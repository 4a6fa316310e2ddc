//! Storage Trait
//!
//! This module defines the `Storage` trait, the record-store interface the rest
//! of the crate depends on.
//!
//! Implementors of this trait are responsible for:
//! - Persisting users and their credentials
//! - Creating, reading, updating and deleting profiles scoped by owning user
//! - Persisting per-user settings
//!
//! All methods return a `Result` to handle potential storage errors. Lookups by
//! id return `Ok(None)` for absent records; updates and deletes of absent records
//! fail with `StorageError::NotFound`.

use crate::error_handling::types::StorageError;
use crate::storage::types::{
    NewProfile, NewSettings, NewUser, Profile, ProfileId, ProfileUpdate, Settings, SettingsId,
    SettingsUpdate, User, UserId,
};

pub trait Storage: Send + Sync {
    fn get_user(&self, id: UserId) -> Result<Option<User>, StorageError>;

    fn get_user_by_username(&self, username: &str) -> Result<Option<User>, StorageError>;

    /// Lists every user ordered by id.
    fn list_users(&self) -> Result<Vec<User>, StorageError>;

    fn create_user(&self, user: NewUser) -> Result<User, StorageError>;

    /// Lists the profiles owned by `user_id`, ordered by id.
    fn get_profiles(&self, user_id: UserId) -> Result<Vec<Profile>, StorageError>;

    fn get_profile(&self, id: ProfileId) -> Result<Option<Profile>, StorageError>;

    fn get_profile_by_label(
        &self,
        label: &str,
        user_id: UserId,
    ) -> Result<Option<Profile>, StorageError>;

    /// Creates a profile with status `disconnected` and no session data.
    fn create_profile(&self, profile: NewProfile) -> Result<Profile, StorageError>;

    fn update_profile(&self, id: ProfileId, update: ProfileUpdate)
        -> Result<Profile, StorageError>;

    fn delete_profile(&self, id: ProfileId) -> Result<(), StorageError>;

    fn get_settings(&self, user_id: UserId) -> Result<Option<Settings>, StorageError>;

    fn create_settings(&self, settings: NewSettings) -> Result<Settings, StorageError>;

    fn update_settings(
        &self,
        id: SettingsId,
        update: SettingsUpdate,
    ) -> Result<Settings, StorageError>;
}
#[cfg(test)]
mod tests {
    use std::sync::Arc;

    use serde_json::{json, Value};
    use tempfile::TempDir;
    use warp::http::Response;
    use warp::hyper::body::Bytes;

    use super::*;
    use crate::client_management::mock_client::{wait_for_status, MockClientFactory};
    use crate::client_management::ClientEvent;
    use crate::session_management::{ConnectionOrchestrator, OrchestratorOptions, SessionStatus};
    use crate::storage::types::SettingsUpdate;
    use crate::storage::{FileStorage, Storage};
    use crate::web_interface::{AuthGate, SESSION_COOKIE};

    struct Fixture {
        _dir: TempDir,
        state: AppState,
        factory: MockClientFactory,
    }

    fn fixture() -> Fixture {
        let dir = TempDir::new().unwrap();
        let storage: Arc<dyn Storage> = Arc::new(FileStorage::new(dir.path()).unwrap());
        let factory = MockClientFactory::new();
        let orchestrator = ConnectionOrchestrator::new(
            storage,
            Arc::new(factory.clone()),
            OrchestratorOptions::default(),
        );
        Fixture {
            _dir: dir,
            state: AppState::new(orchestrator, Arc::new(AuthGate::new())),
            factory,
        }
    }

    fn body(res: &Response<Bytes>) -> Value {
        serde_json::from_slice(res.body()).unwrap()
    }

    fn cookie_of(res: &Response<Bytes>) -> String {
        let header = res.headers()["set-cookie"].to_str().unwrap();
        header.split(';').next().unwrap().to_string()
    }

    async fn register(fx: &Fixture, username: &str) -> String {
        let res = warp::test::request()
            .method("POST")
            .path("/api/register")
            .json(&json!({"username": username, "password": "pw"}))
            .reply(&WebServer::new(fx.state.clone()).routes())
            .await;
        assert_eq!(res.status(), StatusCode::CREATED);
        cookie_of(&res)
    }

    async fn call(fx: &Fixture, cookie: &str, method: &str, path: &str, body: Option<Value>) -> Response<Bytes> {
        let mut req = warp::test::request()
            .method(method)
            .path(path)
            .header("cookie", cookie);
        if let Some(body) = body {
            req = req.json(&body);
        }
        req.reply(&WebServer::new(fx.state.clone()).routes()).await
    }

    async fn create_profile(fx: &Fixture, cookie: &str, label: &str) -> u64 {
        let res = call(fx, cookie, "POST", "/api/profiles", Some(json!({"label": label}))).await;
        assert_eq!(res.status(), StatusCode::CREATED);
        body(&res)["id"].as_u64().unwrap()
    }

    async fn connect(fx: &Fixture, cookie: &str, id: u64) {
        let res = call(fx, cookie, "POST", &format!("/api/profiles/{}/connect", id), None).await;
        assert_eq!(res.status(), StatusCode::OK);
        fx.factory.emit(id, ClientEvent::Authenticated);
        fx.factory.emit(id, ClientEvent::Ready);
        wait_for_status(&fx.state.orchestrator, id, SessionStatus::Connected).await;
    }

    #[tokio::test]
    async fn api_requires_login() {
        let fx = fixture();
        let routes = WebServer::new(fx.state.clone()).routes();

        let res = warp::test::request().path("/api/profiles").reply(&routes).await;
        assert_eq!(res.status(), StatusCode::UNAUTHORIZED);
        assert_eq!(body(&res)["message"], "Authentication required");

        let res = warp::test::request().path("/api/nowhere").reply(&routes).await;
        assert_eq!(res.status(), StatusCode::NOT_FOUND);
    }

    #[tokio::test]
    async fn register_login_and_logout() {
        let fx = fixture();
        let cookie = register(&fx, "alice").await;
        assert!(cookie.starts_with(SESSION_COOKIE));

        let res = call(&fx, &cookie, "GET", "/api/user", None).await;
        assert_eq!(body(&res)["username"], "alice");
        assert!(body(&res).get("password").is_none());

        let routes = WebServer::new(fx.state.clone()).routes();
        let res = warp::test::request()
            .method("POST")
            .path("/api/register")
            .json(&json!({"username": "alice", "password": "x"}))
            .reply(&routes)
            .await;
        assert_eq!(res.status(), StatusCode::BAD_REQUEST);

        let res = warp::test::request()
            .method("POST")
            .path("/api/login")
            .json(&json!({"username": "alice", "password": "wrong"}))
            .reply(&routes)
            .await;
        assert_eq!(res.status(), StatusCode::UNAUTHORIZED);

        call(&fx, &cookie, "POST", "/api/logout", None).await;
        let res = call(&fx, &cookie, "GET", "/api/user", None).await;
        assert_eq!(res.status(), StatusCode::UNAUTHORIZED);
    }

    #[tokio::test]
    async fn profile_crud_is_scoped_to_owner() {
        let fx = fixture();
        let alice = register(&fx, "alice").await;
        let bob = register(&fx, "bob").await;

        let id = create_profile(&fx, &alice, "Work").await;
        let res = call(&fx, &alice, "POST", "/api/profiles", Some(json!({"label": "Work"}))).await;
        assert_eq!(res.status(), StatusCode::BAD_REQUEST);
        let res = call(&fx, &alice, "POST", "/api/profiles", Some(json!({"label": "  "}))).await;
        assert_eq!(res.status(), StatusCode::BAD_REQUEST);
        // labels are unique per user only
        create_profile(&fx, &bob, "Work").await;

        let res = call(&fx, &alice, "GET", "/api/profiles", None).await;
        let list = body(&res);
        assert_eq!(list.as_array().unwrap().len(), 1);
        assert_eq!(list[0]["sessionStatus"], "unknown");
        assert_eq!(list[0]["status"], "disconnected");

        let path = format!("/api/profiles/{}", id);
        let res = call(&fx, &bob, "PATCH", &path, Some(json!({"label": "Mine"}))).await;
        assert_eq!(res.status(), StatusCode::FORBIDDEN);
        let res = call(
            &fx,
            &alice,
            "PATCH",
            &path,
            Some(json!({"label": "Office", "phone": "+49 1", "status": "connected"})),
        )
        .await;
        assert_eq!(res.status(), StatusCode::OK);
        assert_eq!(body(&res)["label"], "Office");
        assert_eq!(body(&res)["status"], "disconnected");

        let res = call(&fx, &bob, "DELETE", &path, None).await;
        assert_eq!(res.status(), StatusCode::FORBIDDEN);
        let res = call(&fx, &alice, "DELETE", &path, None).await;
        assert_eq!(res.status(), StatusCode::NO_CONTENT);
        let res = call(&fx, &alice, "DELETE", &path, None).await;
        assert_eq!(res.status(), StatusCode::NOT_FOUND);
    }

    #[tokio::test]
    async fn connect_reports_running_client() {
        let fx = fixture();
        let alice = register(&fx, "alice").await;
        let id = create_profile(&fx, &alice, "Work").await;
        let path = format!("/api/profiles/{}/connect", id);

        let res = call(&fx, &alice, "POST", &path, None).await;
        assert_eq!(body(&res)["message"], "Initializing WhatsApp client");
        fx.factory.emit(id, ClientEvent::Qr("qr-data".into()));
        wait_for_status(&fx.state.orchestrator, id, SessionStatus::QrReady).await;

        let res = call(&fx, &alice, "POST", &path, None).await;
        assert_eq!(body(&res)["message"], "WhatsApp client already running");
        assert_eq!(body(&res)["qrCode"], "qr-data");
        assert_eq!(fx.factory.created_count(), 1);

        let res = call(&fx, &alice, "GET", "/api/sessions", None).await;
        assert_eq!(body(&res)[0]["status"], "qr_ready");

        let res = call(&fx, &alice, "POST", &format!("/api/profiles/{}/reconnect", id), None).await;
        assert_eq!(body(&res)["message"], "Reconnecting WhatsApp client");
        assert_eq!(fx.factory.created_count(), 2);
    }

    #[tokio::test]
    async fn send_validates_and_maps_errors() {
        let fx = fixture();
        let alice = register(&fx, "alice").await;
        let id = create_profile(&fx, &alice, "Work").await;
        let path = format!("/api/profiles/{}/send", id);

        let res = call(&fx, &alice, "POST", &path, Some(json!({"to": "123"}))).await;
        assert_eq!(res.status(), StatusCode::BAD_REQUEST);
        assert_eq!(body(&res)["message"], "Missing required fields: to, message");

        let res = call(&fx, &alice, "POST", &path, Some(json!({"to": "123", "message": "hi"}))).await;
        assert_eq!(res.status(), StatusCode::BAD_REQUEST);

        connect(&fx, &alice, id).await;
        let res = call(&fx, &alice, "POST", &path, Some(json!({"to": "+1 555", "message": "hi"}))).await;
        assert_eq!(res.status(), StatusCode::OK);
        assert_eq!(body(&res)["success"], true);
        assert_eq!(body(&res)["to"], "+1 555");

        fx.factory.unregister("1999@c.us");
        let res = call(&fx, &alice, "POST", &path, Some(json!({"to": "1999", "message": "hi"}))).await;
        assert_eq!(res.status(), StatusCode::BAD_REQUEST);
        assert_eq!(body(&res)["message"], "The number 1999 is not registered on WhatsApp");

        fx.factory.fail_send("network down");
        let res = call(&fx, &alice, "POST", &path, Some(json!({"to": "1555", "message": "hi"}))).await;
        assert_eq!(res.status(), StatusCode::BAD_GATEWAY);

        let res = call(
            &fx,
            &alice,
            "POST",
            "/api/send-message",
            Some(json!({"profileLabel": "Nope", "to": "1", "message": "hi"})),
        )
        .await;
        assert_eq!(res.status(), StatusCode::NOT_FOUND);
    }

    #[tokio::test]
    async fn bulk_send_reports_each_row() {
        let fx = fixture();
        let alice = register(&fx, "alice").await;
        let id = create_profile(&fx, &alice, "Work").await;
        connect(&fx, &alice, id).await;
        fx.factory.unregister("2@c.us");

        let res = call(
            &fx,
            &alice,
            "POST",
            &format!("/api/profiles/{}/send-bulk", id),
            Some(json!({
                "template": "Hi {name}",
                "messages": [
                    {"to": "1", "variables": {"name": "Ann"}},
                    {"to": "2", "variables": {"name": "Bo"}}
                ]
            })),
        )
        .await;
        assert_eq!(res.status(), StatusCode::OK);
        let report = body(&res);
        assert_eq!(report["sent"], 1);
        assert_eq!(report["failed"], 1);
        assert_eq!(fx.factory.sent()[0].2, "Hi Ann");
    }

    #[tokio::test]
    async fn settings_are_created_on_first_read() {
        let fx = fixture();
        let alice = register(&fx, "alice").await;
        let bob = register(&fx, "bob").await;

        let res = call(&fx, &alice, "GET", "/api/settings", None).await;
        let settings = body(&res);
        assert_eq!(settings["port"], 85);
        assert_eq!(settings["hasPassword"], false);
        let id = settings["id"].as_u64().unwrap();

        let path = format!("/api/settings/{}", id);
        let res = call(&fx, &bob, "PATCH", &path, Some(json!({"port": 90}))).await;
        assert_eq!(res.status(), StatusCode::NOT_FOUND);
        assert_eq!(body(&res)["message"], "Settings not found");

        let res = call(&fx, &alice, "PATCH", &path, Some(json!({"password": "secret"}))).await;
        assert_eq!(body(&res)["hasPassword"], true);
        assert!(body(&res).get("password").is_none());
    }

    #[tokio::test]
    async fn send_page_checks_credentials_and_escapes() {
        let fx = fixture();
        let alice = register(&fx, "alice").await;
        let id = create_profile(&fx, &alice, "Work").await;
        let routes = WebServer::new(fx.state.clone()).routes();

        let res = warp::test::request().path("/send?from=Work").reply(&routes).await;
        assert_eq!(res.status(), StatusCode::BAD_REQUEST);

        let res = warp::test::request()
            .path("/send?from=Work&to=1&message=hi")
            .reply(&routes)
            .await;
        assert_eq!(res.status(), StatusCode::BAD_REQUEST);

        call(&fx, &alice, "GET", "/api/settings", None).await;
        let owner = fx.state.storage.get_user_by_username("alice").unwrap().unwrap();
        let settings = fx.state.storage.get_settings(owner.id).unwrap().unwrap();
        fx.state
            .storage
            .update_settings(
                settings.id,
                SettingsUpdate {
                    username: Some(Some("api".into())),
                    password: Some(Some("key".into())),
                    ..Default::default()
                },
            )
            .unwrap();

        let res = warp::test::request()
            .path("/send?from=Work&to=1&message=hi&user=api&pass=bad")
            .reply(&routes)
            .await;
        assert_eq!(res.status(), StatusCode::UNAUTHORIZED);

        let res = warp::test::request()
            .path("/send?from=%3Cb%3E&to=1&message=hi&user=api&pass=key")
            .reply(&routes)
            .await;
        assert_eq!(res.status(), StatusCode::NOT_FOUND);
        let html = String::from_utf8(res.body().to_vec()).unwrap();
        assert!(html.contains("&lt;b&gt;"));
        assert!(!html.contains("<b>"));

        connect(&fx, &alice, id).await;
        let res = warp::test::request()
            .path("/send?from=Work&to=1&message=hi&user=api&pass=key")
            .reply(&routes)
            .await;
        assert_eq!(res.status(), StatusCode::OK);
        assert_eq!(fx.factory.sent().len(), 1);
    }

    #[tokio::test]
    async fn initialize_all_reports_counts() {
        let fx = fixture();
        let alice = register(&fx, "alice").await;
        create_profile(&fx, &alice, "Work").await;

        let res = call(&fx, &alice, "GET", "/api/initialize-all-profiles", None).await;
        assert_eq!(res.status(), StatusCode::OK);
        assert_eq!(body(&res)["message"], "Initializing all saved profiles");
        assert_eq!(body(&res)["attempted"], 0);
        assert_eq!(body(&res)["skipped"], 1);
    }

    #[tokio::test]
    async fn start_binds_ephemeral_port() {
        let fx = fixture();
        let server = WebServer::new(fx.state.clone());
        let (addr, _serve) = server.start(([127, 0, 0, 1], 0).into()).unwrap();
        assert_ne!(addr.port(), 0);
    }
}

********************

#### YOUR TASK
Beginning at the first line above, repeat exactly until the line containing "user ordered by id.", which is included.

#### TASK RESULT
repository 4a6fa316310e2ddc
//! Storage Trait
//!
//! This module defines the `Storage` trait, the record-store interface the rest
//! of the crate depends on.
//!
//! Implementors of this trait are responsible for:
//! - Persisting users and their credentials
//! - Creating, reading, updating and deleting profiles scoped by owning user
//! - Persisting per-user settings
//!
//! All methods return a `Result` to handle potential storage errors. Lookups by
//! id return `Ok(None)` for absent records; updates and deletes of absent records
//! fail with `StorageError::NotFound`.

use crate::error_handling::types::StorageError;
use crate::storage::types::{
    NewProfile, NewSettings, NewUser, Profile, ProfileId, ProfileUpdate, Settings, SettingsId,
    SettingsUpdate, User, UserId,
};

pub trait Storage: Send + Sync {
    fn get_user(&self, id: UserId) -> Result<Option<User>, StorageError>;

    fn get_user_by_username(&self, username: &str) -> Result<Option<User>, StorageError>;

    /// Lists every user ordered by id.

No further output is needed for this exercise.